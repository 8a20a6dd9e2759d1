//! Unified Error Types for PrivatePulse
//!
//! This module provides the error hierarchy shared by the ledger, the
//! envelope codec, the key gateway and the client orchestrator.

use thiserror::Error;

/// Top-level error type for PrivatePulse
#[derive(Error, Debug)]
pub enum PulseError {
    /// Message ledger error
    #[error("Ledger error: {0}")]
    Ledger(#[from] LedgerError),

    /// Envelope codec error
    #[error("Codec error: {0}")]
    Codec(#[from] CodecError),

    /// Key gateway error
    #[error("Gateway error: {0}")]
    Gateway(#[from] GatewayError),

    /// Client orchestration error (message is user-facing)
    #[error("{0}")]
    Client(#[from] ClientError),

    /// Serialization/deserialization error
    #[error("Serialization error: {0}")]
    Serialization(String),

    /// Invalid input error
    #[error("Invalid input: {0}")]
    InvalidInput(String),

    /// Configuration error
    #[error("Configuration error: {0}")]
    Configuration(String),
}

/// Result type alias for PrivatePulse operations
pub type PulseResult<T> = Result<T, PulseError>;

/// Errors from the message ledger
#[derive(Error, Debug)]
pub enum LedgerError {
    #[error("Recipient must not be the null account")]
    InvalidRecipient,

    #[error("Invalid key proof: {0}")]
    InvalidProof(#[source] GatewayError),

    #[error("Inbox index {index} out of range (inbox holds {count} messages)")]
    OutOfRange { index: u64, count: u64 },

    #[error("Message {id} not found (ledger holds {total} messages)")]
    NotFound { id: u64, total: u64 },
}

/// Errors from the envelope codec
#[derive(Error, Debug)]
pub enum CodecError {
    #[error("Ciphertext is not valid base64: {0}")]
    InvalidEncoding(String),

    #[error("Ciphertext too short: {0} bytes")]
    Truncated(usize),

    #[error("Authentication failed: wrong key or corrupted ciphertext")]
    AuthenticationFailed,

    #[error("Encryption failed: {0}")]
    EncryptionFailed(String),
}

/// Errors from the confidential key gateway
#[derive(Error, Debug, Clone, PartialEq, Eq)]
pub enum GatewayError {
    #[error("Input proof rejected: {0}")]
    InvalidProof(String),

    #[error("Requester is not authorized to decrypt this handle")]
    Unauthorized,

    #[error("Decrypt authorization is outside its validity window")]
    Expired,

    #[error("Malformed decrypt authorization: {0}")]
    InvalidAuthorization(String),

    #[error("Unknown handle: {0}")]
    UnknownHandle(String),

    #[error("Value does not fit the encrypted type: {0}")]
    ValueOutOfRange(u64),

    #[error("Transport encryption failed: {0}")]
    Transport(String),
}

/// Errors surfaced by the client orchestrator
///
/// The display strings are shown to users verbatim.
#[derive(Error, Debug, Clone, PartialEq, Eq)]
pub enum ClientError {
    #[error("Recipient address is invalid.")]
    InvalidRecipient,

    #[error("Message cannot be empty.")]
    EmptyMessage,

    #[error("Message is too long ({len} bytes, limit {max}).")]
    MessageTooLong { len: usize, max: usize },

    #[error("Encryption service returned no handle.")]
    MissingHandle,

    #[error("Decrypted key is invalid.")]
    InvalidDecryptedKey,
}

impl From<serde_json::Error> for PulseError {
    fn from(err: serde_json::Error) -> Self {
        PulseError::Serialization(err.to_string())
    }
}

/// Input validation utilities
pub mod validation {
    use super::*;
    use crate::account::AccountId;
    use crate::cipher::MAX_KEY;

    /// Validate a textual account identifier (base58, 32 bytes)
    pub fn validate_account_id(text: &str) -> Result<AccountId, PulseError> {
        text.trim()
            .parse::<AccountId>()
            .map_err(|e| PulseError::InvalidInput(e.to_string()))
    }

    /// Validate a numeric envelope key (six decimal digits)
    pub fn validate_key(key: u64) -> Result<u32, PulseError> {
        if key > u64::from(MAX_KEY) {
            return Err(PulseError::InvalidInput(format!(
                "Key exceeds six digits: {} > {}",
                key, MAX_KEY
            )));
        }
        Ok(key as u32)
    }
}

#####

Working from the material above, retype exactly the lines from the one with "impl From<serde_json::Error> for" through the one with "use crate::cipher::MAX_KEY;", both included, and only those lines.

impl From<serde_json::Error> for PulseError {
    fn from(err: serde_json::Error) -> Self {
        PulseError::Serialization(err.to_string())
    }
}

/// Input validation utilities
pub mod validation {
    use super::*;
    use crate::account::AccountId;
    use crate::cipher::MAX_KEY;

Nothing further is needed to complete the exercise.